Laurette Piani, a cosmochemist at the University of Lorraine in Nancy, France, led a team of researchers that set out to look for hydrogen in material similar to that which formed the early Earth. They analysed a very rare type of meteorite called an enstatite chondrite (EC), as these have a similar isotopic composition to terrestrial rocks. Piani explained to OpenMind that, “we don’t know exactly where enstatite chondrites formed, but their chemical and mineralogical composition let people think that they formed closer to the Sun than other chondrite types. They can be seen as remnants of the planetary material that was present in the inner solar system (where the rocky planets formed).”
Piani and her team carefully selected 13 pristine EC meteorites and “applied a special analytical procedure to avoid being biased by the input of terrestrial water,” says Piani. What they discovered was unexpected. According to the study they published in Science, “EC meteorites contain sufficient hydrogen to have delivered to Earth as least three times the mass of water in its oceans.” What is more, the isotopic composition of the hydrogen and nitrogen in the meteorites match those of the Earth’s mantle, indicating that much of the planet’s atmospheric nitrogen could also have come from this material.
While the deuterium/hydrogen ratio of the EC meteorites analysed was a close match to the water in the Earth’s interior, it did not fit as well with ocean water, leaving the door open to the idea that collisions from comets and asteroids may also have enriched the planet’s water supply.
Profound implications for alien life
The implications of this discovery that hydrogen-bearing material was present in the inner solar system at the time of Earth’s formation are far reaching. As Piani tells OpenMind, “this material (or material that similarly contains hydrogen) would thus have also been present for the formation of the other rocky planets (and possibly also similarly in other stellar systems).” In fact, scientists believe that Venus may once have had a liquid ocean, a hypothesis supported by this study. And if, as Piani suggests, these findings can be extrapolated to other star systems, it means that ocean planets orbiting in the Goldilocks zone around other stars may abound in the universe, boosting the likelihood of there being other life in the cosmos.

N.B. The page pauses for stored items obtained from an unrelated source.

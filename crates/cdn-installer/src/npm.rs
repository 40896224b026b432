// SPDX-License-Identifier: MIT OR Apache-2.0
//! A concrete [`PackageInstaller`] backed by an npm-compatible CLI
//! subprocess (`npm install` by default; any command that installs into
//! the same `node_modules` layout works equally well against the same
//! registry).
use crate::PackageInstaller;
use async_trait::async_trait;
use cdn_error::{CdnError, ErrorKind};
use std::path::Path;
use std::process::Stdio;
use tokio::process::Command;
use tracing::{debug, warn};

/// Invokes a package manager binary (`npm` by default) as a child process
/// to materialize one package into a working directory's `node_modules`.
pub struct NpmInstaller {
    program: String,
    registry: Option<String>,
}

impl NpmInstaller {
    /// An installer that shells out to `npm` on `PATH`, against the
    /// package manager's default registry.
    #[must_use]
    pub fn new() -> Self {
        Self { program: "npm".to_string(), registry: None }
    }

    /// Use a different package manager binary (e.g. `pnpm`, `yarn`), or one
    /// found at an absolute path.
    #[must_use]
    pub fn with_program(mut self, program: impl Into<String>) -> Self {
        self.program = program.into();
        self
    }

    /// Point installs at a specific registry URL instead of npm's default.
    #[must_use]
    pub fn with_registry(mut self, registry: impl Into<String>) -> Self {
        self.registry = Some(registry.into());
        self
    }
}

impl Default for NpmInstaller {
    fn default() -> Self {
        Self::new()
    }
}

#[async_trait]
impl PackageInstaller for NpmInstaller {
    async fn add(&self, work_dir: &Path, name: &str, version: &str) -> Result<(), CdnError> {
        tokio::fs::create_dir_all(work_dir)
            .await
            .map_err(|e| CdnError::new(ErrorKind::Fatal, "install", format!("could not create work dir: {e}")))?;

        let spec = format!("{name}@{version}");
        let mut cmd = Command::new(&self.program);
        cmd.current_dir(work_dir)
            .arg("install")
            .arg(&spec)
            .arg("--no-save")
            .arg("--no-audit")
            .arg("--no-fund")
            .arg("--ignore-scripts")
            .stdin(Stdio::null())
            .stdout(Stdio::piped())
            .stderr(Stdio::piped());
        if let Some(registry) = &self.registry {
            cmd.arg("--registry").arg(registry);
        }

        debug!(target: "cdn.installer.npm", program = %self.program, spec = %spec, "spawning install subprocess");
        let output = cmd.output().await.map_err(|e| {
            CdnError::new(ErrorKind::Transient, "install", format!("failed to spawn {}: {e}", self.program))
        })?;

        if !output.status.success() {
            let stderr = String::from_utf8_lossy(&output.stderr);
            warn!(target: "cdn.installer.npm", spec = %spec, status = ?output.status.code(), "install subprocess failed");
            return Err(CdnError::new(
                ErrorKind::Transient,
                "install",
                format!("{} install {spec} exited with {:?}: {}", self.program, output.status.code(), stderr.trim()),
            )
            .with_context("package", name)
            .with_context("version", version));
        }
        Ok(())
    }

    async fn clean_cache(&self, work_dir: &Path, name: &str) -> Result<(), CdnError> {
        let target = work_dir.join("node_modules").join(name);
        match tokio::fs::remove_dir_all(&target).await {
            Ok(()) => Ok(()),
            Err(e) if e.kind() == std::io::ErrorKind::NotFound => Ok(()),
            Err(e) => Err(CdnError::new(ErrorKind::Fatal, "install", format!("could not clean cache for {name}: {e}"))),
        }
    }
}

It would thus seem that perhaps the creation myths had the right idea all along. The story of our world may not be one in which the primordial waters fell from the sky in some violent cosmic hailstorm from deep space that inundated our parched planet. Rather, the seeds of our oceans could have been present within the very building blocks of our embryonic planet itself, waiting only for the molten crust to cool enough for liquid water to seep up from the interior and pool on the surface, eventually covering much of the planet and providing suitable conditions for the appearance of life, for order to emerge from disorder.